Intramucosal esophageal cancer treatment is evolving. Less-invasive therapies have emerged, necessitating review of safety, effectiveness, and determinants of long-term outcome after esophagectomy to clarify the role of this traditional, maximally invasive, and potentially harmful therapy. From January 1983 to January 2011, 164 patients underwent esophagectomy alone for intramucosal adenocarcinoma. Cancers were subdivided by depth of invasion: lamina propria 50 (30%) and muscularis mucosa 114 (70%; inner 42 [26%], middle 16 [10%], and outer 56 [34%]).
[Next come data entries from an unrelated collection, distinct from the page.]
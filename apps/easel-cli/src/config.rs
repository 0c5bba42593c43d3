use std::path::Path;

use anyhow::{Context, Result};
use easel_render::RendererConfig;
use easel_time::TimeConfig;
use serde::{Deserialize, Serialize};

/// Settings file for a run: `{ "renderer": {...}, "time": {...} }`.
#[derive(Debug, Clone, Default, PartialEq, Serialize, Deserialize)]
#[serde(default)]
pub struct EngineConfig {
    pub renderer: RendererConfig,
    pub time: TimeConfig,
}

impl EngineConfig {
    /// Load from JSON, or YAML when the extension is `.yaml`/`.yml`.
    pub fn load(path: &Path) -> Result<Self> {
        let text = std::fs::read_to_string(path)
            .with_context(|| format!("reading config {}", path.display()))?;
        Self::parse(&text, path)
    }

    fn parse(text: &str, path: &Path) -> Result<Self> {
        let is_yaml = matches!(
            path.extension().and_then(|e| e.to_str()),
            Some("yaml" | "yml")
        );
        let config = if is_yaml {
            serde_yaml::from_str(text).with_context(|| format!("parsing {}", path.display()))?
        } else {
            serde_json::from_str(text).with_context(|| format!("parsing {}", path.display()))?
        };
        Ok(config)
    }
}

#[cfg(test)]
mod tests {
    use super::*;

    #[test]
    fn json_with_partial_sections() {
        let config =
            EngineConfig::parse(r#"{"time": {"fps": 30}}"#, Path::new("run.json")).unwrap();
        assert_eq!(config.time.fps, 30.0);
        assert_eq!(config.time.time_scale, 1.0);
        assert_eq!(config.renderer, RendererConfig::default());
    }

    #[test]
    fn yaml_by_extension() {
        let text = "renderer:\n  name: hud\n  width: 320\n  smooth_image: true\n";
        let config = EngineConfig::parse(text, Path::new("run.yaml")).unwrap();
        assert_eq!(config.renderer.name, "hud");
        assert_eq!(config.renderer.width, 320);
        assert_eq!(config.renderer.height, 600);
        assert!(config.renderer.smooth_image);
    }

    #[test]
    fn malformed_config_is_an_error() {
        assert!(EngineConfig::parse("{", Path::new("bad.json")).is_err());
    }
}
We assessed complications and esophagectomy-related mortality (safety) and cancer recurrence (effectiveness), and identified determinants of long-term outcomes. Barrett esophagus (P=.005), larger cancers (P<.001), worse histologic grade (P<.001), lymphovascular invasion (P<.001), and overstaging (P=.02) were associated with deeper cancers. One patient had regional lymph node metastases (0.6%). Seventy-five patients (46%) had complications. Seven of 9 deaths within 6 months were esophagectomy related, 6 from respiratory failure. Seven patients had recurrence, all within 4 years. Five-, 10-, and 15-year survivals were 82%, 69%, and 60%, respectively, which were similar to those of a matched general population. Determinants of late mortality were older age (P=.004), poorer lung function (P<.0001), longer cancer (P=.04), postoperative pneumonia (P=.06), cancer recurrence (P<.0001), and second cancers (P<.0001). Survival after esophagectomy for intramucosal adenocarcinoma is excellent, determined more by patient than cancer characteristics. Patient selection and respiratory function are crucial to minimize harm. Considering the outcome of emerging therapies, esophagectomy should be reserved for patients with a long intramucosal adenocarcinoma or those in whom endoscopic therapies fail or are inappropriate.